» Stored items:
----------------

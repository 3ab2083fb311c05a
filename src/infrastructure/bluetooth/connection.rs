//! BLE Connection Module
//!
//! Opens a GATT connection to one device and exposes its attributes by
//! handle. Every characteristic that supports notifications is subscribed and
//! its values are forwarded, framed with the ATT header, to the session.

use crate::domain::models::MacAddress;
use crate::infrastructure::bluetooth::backend::{NotificationSender, RadioError, RadioLink};
use crate::infrastructure::bluetooth::protocol::frame_notification;
use tracing::{debug, info, warn};
use windows::Devices::Bluetooth::GenericAttributeProfile::{
    GattCharacteristic, GattCharacteristicProperties,
    GattClientCharacteristicConfigurationDescriptorValue, GattCommunicationStatus, GattSession,
    GattValueChangedEventArgs,
};
use windows::Devices::Bluetooth::{BluetoothCacheMode, BluetoothConnectionStatus, BluetoothLEDevice};
use windows::Foundation::TypedEventHandler;
use windows::Storage::Streams::{DataReader, DataWriter, IBuffer};

fn op_err(operation: &'static str, handle: u16) -> impl Fn(windows::core::Error) -> RadioError {
    move |e| RadioError::Operation {
        operation,
        handle,
        reason: e.message().to_string(),
    }
}

fn buffer_to_vec(buffer: &IBuffer) -> windows::core::Result<Vec<u8>> {
    let reader = DataReader::FromBuffer(buffer)?;
    let length = reader.UnconsumedBufferLength()? as usize;
    let mut bytes = vec![0u8; length];
    reader.ReadBytes(&mut bytes)?;
    Ok(bytes)
}

/// Characteristic plus the handle its value lives at
struct Attribute {
    characteristic: GattCharacteristic,
    value_handle: u16,
}

/// Open GATT connection to one WED device
pub struct WinRtLink {
    mac: MacAddress,
    device: Option<BluetoothLEDevice>,
    session: Option<GattSession>,
    attributes: Vec<Attribute>,
    subscriptions: Vec<(GattCharacteristic, i64)>,
}

impl WinRtLink {
    /// Connect to `mac` and subscribe every notifying characteristic
    pub async fn open(mac: MacAddress, notifications: NotificationSender) -> Result<Self, RadioError> {
        let conn_err = |e: windows::core::Error| RadioError::Connection {
            mac,
            reason: e.message().to_string(),
        };

        info!(mac = %mac, "Opening GATT connection");
        let device = BluetoothLEDevice::FromBluetoothAddressAsync(mac.as_u64())
            .map_err(conn_err)?
            .await
            .map_err(conn_err)?;

        // Keeps Windows from dropping the link between our requests
        let session = match Self::maintain_connection(&device).await {
            Ok(session) => Some(session),
            Err(e) => {
                warn!(mac = %mac, "Failed to create GattSession: {}", e.message());
                None
            }
        };

        let mut link = Self {
            mac,
            device: Some(device),
            session,
            attributes: Vec::new(),
            subscriptions: Vec::new(),
        };
        link.load_attributes().await?;
        link.subscribe_all(notifications).await;
        Ok(link)
    }

    async fn maintain_connection(device: &BluetoothLEDevice) -> windows::core::Result<GattSession> {
        let device_id = device.BluetoothDeviceId()?;
        let session = GattSession::FromDeviceIdAsync(&device_id)?.await?;
        session.SetMaintainConnection(true)?;
        Ok(session)
    }

    async fn load_attributes(&mut self) -> Result<(), RadioError> {
        let mac = self.mac;
        let conn_err = |e: windows::core::Error| RadioError::Connection {
            mac,
            reason: e.message().to_string(),
        };
        let device = self.device.as_ref().ok_or(RadioError::NotConnected(mac))?;

        let services_result = device
            .GetGattServicesWithCacheModeAsync(BluetoothCacheMode::Uncached)
            .map_err(conn_err)?
            .await
            .map_err(conn_err)?;
        let status = services_result.Status().map_err(conn_err)?;
        if status != GattCommunicationStatus::Success {
            return Err(RadioError::Connection {
                mac,
                reason: format!("GATT service discovery returned {:?}", status),
            });
        }

        let services = services_result.Services().map_err(conn_err)?;
        for i in 0..services.Size().map_err(conn_err)? {
            let service = services.GetAt(i).map_err(conn_err)?;
            let chars_result = match service.GetCharacteristicsAsync() {
                Ok(op) => op.await.map_err(conn_err)?,
                Err(e) => {
                    debug!(mac = %mac, "Skipping service {}: {}", i, e.message());
                    continue;
                }
            };
            if chars_result.Status().map_err(conn_err)? != GattCommunicationStatus::Success {
                continue;
            }
            let characteristics = chars_result.Characteristics().map_err(conn_err)?;
            for j in 0..characteristics.Size().map_err(conn_err)? {
                let characteristic = characteristics.GetAt(j).map_err(conn_err)?;
                // WinRT reports the declaration handle; the value follows it
                let declaration = characteristic.AttributeHandle().map_err(conn_err)?;
                self.attributes.push(Attribute {
                    characteristic,
                    value_handle: declaration.wrapping_add(1),
                });
            }
        }

        info!(mac = %mac, "Found {} characteristics", self.attributes.len());
        Ok(())
    }

    async fn subscribe_all(&mut self, notifications: NotificationSender) {
        for attribute in &self.attributes {
            let notifies = attribute
                .characteristic
                .CharacteristicProperties()
                .map(|p| p.contains(GattCharacteristicProperties::Notify))
                .unwrap_or(false);
            if !notifies {
                continue;
            }

            let handle = attribute.value_handle;
            let sender = notifications.clone();
            let handler = TypedEventHandler::new(
                move |_: windows::core::Ref<GattCharacteristic>,
                      args: windows::core::Ref<GattValueChangedEventArgs>| {
                    if let Some(args) = args.as_ref() {
                        let value = buffer_to_vec(&args.CharacteristicValue()?)?;
                        let _ = sender.send(frame_notification(handle, &value));
                    }
                    Ok(())
                },
            );

            let characteristic = &attribute.characteristic;
            let token = match characteristic.ValueChanged(&handler) {
                Ok(token) => token,
                Err(e) => {
                    warn!(mac = %self.mac, "Handler on {:#06x} failed: {}", handle, e.message());
                    continue;
                }
            };
            let status = match characteristic
                .WriteClientCharacteristicConfigurationDescriptorAsync(
                    GattClientCharacteristicConfigurationDescriptorValue::Notify,
                ) {
                Ok(op) => op.await.ok(),
                Err(_) => None,
            };
            if status != Some(GattCommunicationStatus::Success) {
                warn!(
                    mac = %self.mac,
                    "Notification subscription on {:#06x} returned {:?}", handle, status
                );
            }
            self.subscriptions.push((characteristic.clone(), token));
        }
    }

    /// The characteristic whose value or declaration sits at `handle`
    fn attribute(&self, handle: u16) -> Result<&GattCharacteristic, RadioError> {
        self.attributes
            .iter()
            .find(|a| a.value_handle == handle)
            .or_else(|| {
                self.attributes
                    .iter()
                    .find(|a| a.value_handle.wrapping_sub(1) == handle)
            })
            .map(|a| &a.characteristic)
            .ok_or(RadioError::Operation {
                operation: "lookup",
                handle,
                reason: "no characteristic at this handle".into(),
            })
    }
}

impl RadioLink for WinRtLink {
    async fn read_handle(&mut self, handle: u16) -> Result<Vec<u8>, RadioError> {
        let characteristic = self.attribute(handle)?.clone();
        let err = op_err("read", handle);
        let result = characteristic
            .ReadValueWithCacheModeAsync(BluetoothCacheMode::Uncached)
            .map_err(&err)?
            .await
            .map_err(&err)?;
        let status = result.Status().map_err(&err)?;
        if status != GattCommunicationStatus::Success {
            return Err(RadioError::Operation {
                operation: "read",
                handle,
                reason: format!("status {:?}", status),
            });
        }
        buffer_to_vec(&result.Value().map_err(&err)?).map_err(&err)
    }

    async fn write_handle(&mut self, handle: u16, data: &[u8]) -> Result<(), RadioError> {
        let characteristic = self.attribute(handle)?.clone();
        let err = op_err("write", handle);
        let writer = DataWriter::new().map_err(&err)?;
        writer.WriteBytes(data).map_err(&err)?;
        let buffer = writer.DetachBuffer().map_err(&err)?;
        let status = characteristic
            .WriteValueAsync(&buffer)
            .map_err(&err)?
            .await
            .map_err(&err)?;
        if status != GattCommunicationStatus::Success {
            return Err(RadioError::Operation {
                operation: "write",
                handle,
                reason: format!("status {:?}", status),
            });
        }
        Ok(())
    }

    async fn disconnect(&mut self) -> Result<(), RadioError> {
        for (characteristic, token) in self.subscriptions.drain(..) {
            let _ = characteristic.RemoveValueChanged(token);
        }
        self.attributes.clear();
        if let Some(session) = self.session.take() {
            let _ = session.Close();
        }
        if let Some(device) = self.device.take() {
            device.Close().map_err(|e| RadioError::Connection {
                mac: self.mac,
                reason: e.message().to_string(),
            })?;
        }
        Ok(())
    }

    fn is_connected(&self) -> bool {
        self.device
            .as_ref()
            .and_then(|d| d.ConnectionStatus().ok())
            .map(|s| s == BluetoothConnectionStatus::Connected)
            .unwrap_or(false)
    }
}

impl Drop for WinRtLink {
    fn drop(&mut self) {
        for (characteristic, token) in self.subscriptions.drain(..) {
            let _ = characteristic.RemoveValueChanged(token);
        }
        if let Some(device) = self.device.take() {
            let _ = device.Close();
        }
    }
}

----------------

» Directions for this task:
Set down the lines of the records exactly, from the first one through the line containing "fn buffer_to_vec(buffer: &IBuffer)", and add nothing else.

» Answer to the exercise:
repository 3ab2083fb311c05a
filename src/infrastructure/bluetooth/connection.rs
//! BLE Connection Module
//!
//! Opens a GATT connection to one device and exposes its attributes by
//! handle. Every characteristic that supports notifications is subscribed and
//! its values are forwarded, framed with the ATT header, to the session.

use crate::domain::models::MacAddress;
use crate::infrastructure::bluetooth::backend::{NotificationSender, RadioError, RadioLink};
use crate::infrastructure::bluetooth::protocol::frame_notification;
use tracing::{debug, info, warn};
use windows::Devices::Bluetooth::GenericAttributeProfile::{
    GattCharacteristic, GattCharacteristicProperties,
    GattClientCharacteristicConfigurationDescriptorValue, GattCommunicationStatus, GattSession,
    GattValueChangedEventArgs,
};
use windows::Devices::Bluetooth::{BluetoothCacheMode, BluetoothConnectionStatus, BluetoothLEDevice};
use windows::Foundation::TypedEventHandler;
use windows::Storage::Streams::{DataReader, DataWriter, IBuffer};

fn op_err(operation: &'static str, handle: u16) -> impl Fn(windows::core::Error) -> RadioError {
    move |e| RadioError::Operation {
        operation,
        handle,
        reason: e.message().to_string(),
    }
}

fn buffer_to_vec(buffer: &IBuffer) -> windows::core::Result<Vec<u8>> {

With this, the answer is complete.